Aconteceu em Bonito (MS), há poucos dias atrás, durante a reunião do Conselho Deliberativo do FCO (Fundo Constitucional do Centro Oeste). O ministro Ciro Gomes emitiu a seguinte declaração: “O FCO não irá financiar, neste ano, investimentos na geração de energia elétrica”. E explicou que não devemos financiar setor que apresenta excesso de oferta produção.

À primeira vista, parece correta a posição do ministro, como guardião de recursos públicos que devem ser direcionados para atividades prioritárias. Porém, é discutível o diagnóstico, uma vez que as atuais condições climáticas favoráveis (que permitiram normalizar os estoques de água dos reservatórios das principais geradoras hidrelétricas do país) provavelmente não ocorrerão para sempre, e um novo período de chuvas escassas poderá reeditar o “apagão” em 2005 ou 2006.

O mais grave de toda essa questão é o seguinte: como ficam os empresários que estão com solicitações de financiamento junto ao FCO, e que há muitos meses já investiram em projetos ambientais e de engenharia, sendo que alguns até encomendaram equipamentos? A resposta oficial poderá ser: o risco do negócio é inerente à atividade privada. Assim deve pensar o ministro Ciro e parte da sociedade. Porém, para estes é necessário lembrar alguns fatos relevantes:

a) No período de junho de 2001 a fevereiro de 2002 a sociedade brasileira conviveu com um dramático racionamento de energia elétrica causado pelos baixos volumes das águas armazenados nos reservatórios. Conseqüência do nosso modelo energético, onde 90% da oferta de energia elétrica provém de fontes hídricas.

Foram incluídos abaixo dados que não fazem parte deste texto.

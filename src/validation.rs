//! Field Validation
//!
//! Format-level checks for the email and password fields of a login or
//! registration form, layered on top of the attack signature catalog.
//!
//! Email checks run in a fixed order and the first failure wins:
//!
//! 1. empty or whitespace
//! 2. SQL injection signatures
//! 3. script signatures (the full catalog, wider than the markup sanitizer)
//! 4. header injection markers
//! 5. path traversal markers
//! 6. format: one `@`, non-empty local part, dotted domain, length limits
//!
//! Security checks come before the format check so a malformed but malicious
//! string is reported as an attack, not as a typo.
//!
//! # Usage
//!
//! ```
//! use portcullis::validation::FieldValidator;
//!
//! let validator = FieldValidator::default();
//!
//! let ok = validator.validate_email("user@example.com");
//! assert!(ok.valid);
//!
//! let bad = validator.validate_email("<script>@x.com");
//! assert_eq!(bad.error_message, "Invalid HTML/script content detected");
//! ```

use std::fmt;
use std::sync::Arc;

use serde::Serialize;

use crate::observability::{default_sink, preview_payload, EventRecord, EventSink, SecurityEvent};
use crate::password::PasswordPolicy;
use crate::patterns::{matches, strip_all, PatternCategory};

/// Maximum total length of an email address
pub const MAX_EMAIL_LENGTH: usize = 254;

/// Maximum length of the local part of an email address
pub const MAX_EMAIL_LOCAL_LENGTH: usize = 64;

/// Substrings removed from a rejected field before it is echoed back
pub const STRIP_SIGNATURES: &[&str] = &["../", "--", "<", ">", "'", "\"", ";", "\r", "\n"];

// ============================================================================
// Outcome
// ============================================================================

/// Why a field was rejected
#[derive(Debug, Clone, Copy, PartialEq, Eq, Hash, Serialize)]
#[serde(rename_all = "snake_case")]
pub enum RejectionReason {
    /// Nothing supplied
    Empty,
    /// SQL signature present
    SqlInjection,
    /// Script signature present
    Script,
    /// CR/LF or mail header name present
    HeaderInjection,
    /// Traversal signature present
    PathTraversal,
    /// Malformed but harmless
    Format,
    /// Password policy violation
    Policy,
}

impl RejectionReason {
    /// Reason name for logging
    pub fn as_str(&self) -> &'static str {
        match self {
            Self::Empty => "empty",
            Self::SqlInjection => "sql_injection",
            Self::Script => "script",
            Self::HeaderInjection => "header_injection",
            Self::PathTraversal => "path_traversal",
            Self::Format => "format",
            Self::Policy => "policy",
        }
    }

    /// True for rejections caused by an attack signature
    pub fn is_security(&self) -> bool {
        matches!(
            self,
            Self::SqlInjection | Self::Script | Self::HeaderInjection | Self::PathTraversal
        )
    }
}

impl fmt::Display for RejectionReason {
    fn fmt(&self, f: &mut fmt::Formatter<'_>) -> fmt::Result {
        f.write_str(self.as_str())
    }
}

/// Result of validating a single field
#[derive(Debug, Clone, PartialEq, Eq, Serialize)]
pub struct ValidationOutcome {
    /// Whether the field is acceptable
    pub valid: bool,
    /// User-facing reason, empty when valid
    pub error_message: String,
    /// Copy safe to echo back to the user
    pub sanitized_input: String,
    /// Machine-readable reason, `None` when valid
    #[serde(skip_serializing_if = "Option::is_none")]
    pub reason: Option<RejectionReason>,
}

impl ValidationOutcome {
    fn accept(sanitized: impl Into<String>) -> Self {
        Self {
            valid: true,
            error_message: String::new(),
            sanitized_input: sanitized.into(),
            reason: None,
        }
    }

    fn reject(
        reason: RejectionReason,
        message: impl Into<String>,
        sanitized: impl Into<String>,
    ) -> Self {
        Self {
            valid: false,
            error_message: message.into(),
            sanitized_input: sanitized.into(),
            reason: Some(reason),
        }
    }
}

/// Remove markup, quotes, statement separators, comment tokens, line breaks,
/// and `../` until none remain.
pub fn strip_dangerous_chars(input: &str) -> String {
    strip_all(input, STRIP_SIGNATURES)
}

fn is_well_formed_email(email: &str) -> bool {
    if email.chars().count() > MAX_EMAIL_LENGTH {
        return false;
    }

    let mut parts = email.split('@');
    let (Some(local), Some(domain), None) = (parts.next(), parts.next(), parts.next()) else {
        return false;
    };

    !local.is_empty()
        && local.chars().count() <= MAX_EMAIL_LOCAL_LENGTH
        && !domain.is_empty()
        && domain.contains('.')
}

// ============================================================================
// Validator
// ============================================================================

/// Email and password field validator.
#[derive(Debug, Clone)]
pub struct FieldValidator {
    password_policy: PasswordPolicy,
    sink: Arc<dyn EventSink>,
}

impl Default for FieldValidator {
    fn default() -> Self {
        Self::new(PasswordPolicy::default(), default_sink())
    }
}

impl FieldValidator {
    /// Create a validator with a password policy, reporting to `sink`
    pub fn new(password_policy: PasswordPolicy, sink: Arc<dyn EventSink>) -> Self {
        Self {
            password_policy,
            sink,
        }
    }

    /// The password policy in force
    pub fn password_policy(&self) -> &PasswordPolicy {
        &self.password_policy
    }

    /// Validate an email address.
    pub fn validate_email(&self, email: &str) -> ValidationOutcome {
        if email.trim().is_empty() {
            return ValidationOutcome::reject(RejectionReason::Empty, "Email cannot be empty", "");
        }

        let security_checks = [
            (
                PatternCategory::SqlInjection,
                RejectionReason::SqlInjection,
                "Invalid characters detected",
            ),
            (
                PatternCategory::Script,
                RejectionReason::Script,
                "Invalid HTML/script content detected",
            ),
            (
                PatternCategory::HeaderInjection,
                RejectionReason::HeaderInjection,
                "Invalid email format - header injection detected",
            ),
            (
                PatternCategory::PathTraversal,
                RejectionReason::PathTraversal,
                "Invalid characters in email address",
            ),
        ];

        for (category, reason, message) in security_checks {
            if matches(category, email) {
                let outcome =
                    ValidationOutcome::reject(reason, message, strip_dangerous_chars(email));
                self.report("email", reason, email);
                return outcome;
            }
        }

        if !is_well_formed_email(email) {
            self.report("email", RejectionReason::Format, email);
            return ValidationOutcome::reject(RejectionReason::Format, "Invalid email format", email);
        }

        ValidationOutcome::accept(email)
    }

    /// Validate a password, optionally against the identity it belongs to.
    ///
    /// The sanitized copy is always empty; passwords are never echoed.
    pub fn validate_password(&self, password: &str, identity_hint: Option<&str>) -> ValidationOutcome {
        match self
            .password_policy
            .validate_with_identity(password, identity_hint)
        {
            Ok(()) => ValidationOutcome::accept(""),
            Err(err) => {
                self.sink.emit(
                    &EventRecord::new(SecurityEvent::InputRejected, "Password rejected by policy")
                        .field("field", "password")
                        .field("reason", RejectionReason::Policy)
                        .field("rule", err.code()),
                );
                ValidationOutcome::reject(RejectionReason::Policy, err.to_string(), "")
            }
        }
    }

    fn report(&self, field: &'static str, reason: RejectionReason, payload: &str) {
        self.sink.emit(
            &EventRecord::new(SecurityEvent::InputRejected, "Field rejected")
                .field("field", field)
                .field("reason", reason)
                .field("security", reason.is_security())
                .field("payload", preview_payload(payload)),
        );
    }
}

#[cfg(test)]
mod tests {
    use super::*;
    use crate::testing::{header_injection_payloads, xss_payloads, MemorySink};

    fn validator() -> (FieldValidator, Arc<MemorySink>) {
        let sink = Arc::new(MemorySink::new());
        (
            FieldValidator::new(PasswordPolicy::default(), sink.clone()),
            sink,
        )
    }

    #[test]
    fn test_valid_email() {
        let (validator, sink) = validator();
        let outcome = validator.validate_email("user.name+tag@example.co.uk");
        assert!(outcome.valid);
        assert_eq!(outcome.error_message, "");
        assert_eq!(outcome.sanitized_input, "user.name+tag@example.co.uk");
        assert_eq!(outcome.reason, None);
        assert!(sink.is_empty());
    }

    #[test]
    fn test_empty_email() {
        let (validator, _) = validator();
        for input in ["", "   ", "\t"] {
            let outcome = validator.validate_email(input);
            assert!(!outcome.valid);
            assert_eq!(outcome.error_message, "Email cannot be empty");
            assert_eq!(outcome.sanitized_input, "");
        }
    }

    #[test]
    fn test_missing_at_is_format_error() {
        let (validator, _) = validator();
        for input in ["userexample.com", "plainaddress", "no-at.example.org"] {
            let outcome = validator.validate_email(input);
            assert!(!outcome.valid);
            assert_eq!(outcome.error_message, "Invalid email format");
            assert_eq!(outcome.reason, Some(RejectionReason::Format));
            assert_eq!(outcome.sanitized_input, input);
        }
    }

    #[test]
    fn test_format_rules() {
        let (validator, _) = validator();
        assert!(!validator.validate_email("a@b@example.com").valid);
        assert!(!validator.validate_email("@example.com").valid);
        assert!(!validator.validate_email("user@").valid);
        assert!(!validator.validate_email("user@localhost").valid);

        let long_local = format!("{}@example.com", "a".repeat(65));
        assert!(!validator.validate_email(&long_local).valid);
        let max_local = format!("{}@example.com", "a".repeat(64));
        assert!(validator.validate_email(&max_local).valid);

        let long_total = format!("user@{}.com", "d".repeat(250));
        assert!(!validator.validate_email(&long_total).valid);
    }

    #[test]
    fn test_sql_injection_email() {
        let (validator, sink) = validator();
        let outcome = validator.validate_email("admin'--@example.com");
        assert!(!outcome.valid);
        assert_eq!(outcome.error_message, "Invalid characters detected");
        assert_eq!(outcome.sanitized_input, "admin@example.com");
        assert_eq!(sink.count(SecurityEvent::InputRejected), 1);
    }

    #[test]
    fn test_sql_checked_before_format() {
        let (validator, _) = validator();
        let outcome = validator.validate_email("x'; DROP TABLE users");
        assert_eq!(outcome.reason, Some(RejectionReason::SqlInjection));
    }

    #[test]
    fn test_script_email() {
        let (validator, _) = validator();
        for payload in xss_payloads() {
            let outcome = validator.validate_email(&format!("{payload}@example.com"));
            assert!(!outcome.valid, "accepted: {payload}");
            assert!(outcome.reason.is_some_and(|r| r.is_security()));
        }

        let outcome = validator.validate_email("<iframe src=x>@example.com");
        assert_eq!(outcome.error_message, "Invalid HTML/script content detected");
        assert_eq!(outcome.sanitized_input, "iframe src=x@example.com");
    }

    #[test]
    fn test_header_injection_email() {
        let (validator, _) = validator();
        for payload in header_injection_payloads() {
            let outcome = validator.validate_email(payload);
            assert!(!outcome.valid, "accepted: {payload:?}");
        }

        let outcome = validator.validate_email("user@example.com\r\nBcc: victim@example.com");
        assert_eq!(
            outcome.error_message,
            "Invalid email format - header injection detected"
        );
        assert!(!outcome.sanitized_input.contains('\n'));
    }

    #[test]
    fn test_path_traversal_email() {
        let (validator, _) = validator();
        let outcome = validator.validate_email("../../etc/passwd@example.com");
        assert_eq!(outcome.error_message, "Invalid characters in email address");
        assert_eq!(outcome.sanitized_input, "etc/passwd@example.com");
    }

    #[test]
    fn test_strip_dangerous_chars() {
        assert_eq!(strip_dangerous_chars("<b>'hi';</b>"), "bhi/b");
        assert_eq!(strip_dangerous_chars("....//x"), "x");
        assert_eq!(strip_dangerous_chars("-\u{2d}-"), "-");
    }

    #[test]
    fn test_password_boundary() {
        let (validator, _) = validator();
        let ok = validator.validate_password("abcdefgh", None);
        assert!(ok.valid);
        assert_eq!(ok.sanitized_input, "");

        let short = validator.validate_password("abcdefg", None);
        assert!(!short.valid);
        assert_eq!(
            short.error_message,
            "Password must be at least 8 characters long"
        );
        assert_eq!(short.sanitized_input, "");
    }

    #[test]
    fn test_password_empty() {
        let (validator, sink) = validator();
        let outcome = validator.validate_password("", Some("alice"));
        assert!(!outcome.valid);
        assert_eq!(outcome.error_message, "Password cannot be empty");
        assert_eq!(sink.count(SecurityEvent::InputRejected), 1);
    }

    #[test]
    fn test_password_never_logged() {
        let (validator, sink) = validator();
        validator.validate_password("hunter2", None);
        let records = sink.records();
        assert!(records
            .iter()
            .all(|r| r.fields.iter().all(|(_, v)| !v.contains("hunter2"))));
    }

    #[test]
    fn test_password_identity_hint() {
        let sink = Arc::new(MemorySink::new());
        let policy = PasswordPolicy::builder()
            .disallow_identity_in_password(true)
            .build();
        let validator = FieldValidator::new(policy, sink);

        assert!(!validator.validate_password("alice-rocks-1", Some("alice")).valid);
        assert!(validator.validate_password("alice-rocks-1", None).valid);
    }
}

b) Junto com o racionamento veio o apelo do governo federal para que a iniciativa privada fizesse os investimentos necessários na geração de energia elétrica, uma vez que o Estado não dispunha de recursos públicos e o modelo adotado era o de privatizar as grandes geradoras.

c) Neste cenário foi criado o PROINFA – Programa de Incentivo às Fontes de Energias Renováveis, através da Medida Provisória nº 14, de 21/12/2.001 (convertida em lei em abril de 2002). Este programa garante condições de preços e prazos para a compra, através da Eletrobrás, da energia elétrica gerada por pequenos produtores que utilizam como fontes a biomassa, o vento e pequenos aproveitamentos hidrelétricos (PCH). Ficou estabelecido o limite de 1.100MW para cada segmento, sendo que esses novos empreendimentos devem ser contratados até abril de 2.004, e iniciarem a operação até dezembro de 2006.

A criação do PROINFA representou clara opção do Governo Federal em inserir as energias renováveis na matriz energética do país, a médio e longo prazo. E provocou forte adesão de empresários nacionais, atraídos e enquadrados como pequenos produtores independentes de energia (PIE).

d) Nesta mesma época, mais precisamente em junho 16/07/2.002, foi lançada a Agenda 21 brasileira, em solenidade coordenada pelo Ministério de Ciência e Tecnologia. Trata-se de um documento resultante de ampla consulta pública junto a toda a sociedade brasileira. Aqui no Estado de Mato Grosso do Sul contou com o apoio das agências do Banco do Brasil, e coordenação da Secretaria de Meio Ambiente. Dentre as 21 Ações Prioritárias apresentadas pela Agenda 21, destaca-se a de nº 4 “Desenvolver e incorporar tecnologias de fontes renováveis de energia, considerando sempre as disponibilidades e as necessidades regionais”.

d) Antes mesmo da publicação da Agenda 21 e do PROINFA, surgiu a proposta “Um Projeto para a Energia Renovável”, apresentada pelo Sr. Luiz Inácio Lula da Silva, em agosto de 2000, no Seminário promovido pelo Instituto Cidadania em São Paulo.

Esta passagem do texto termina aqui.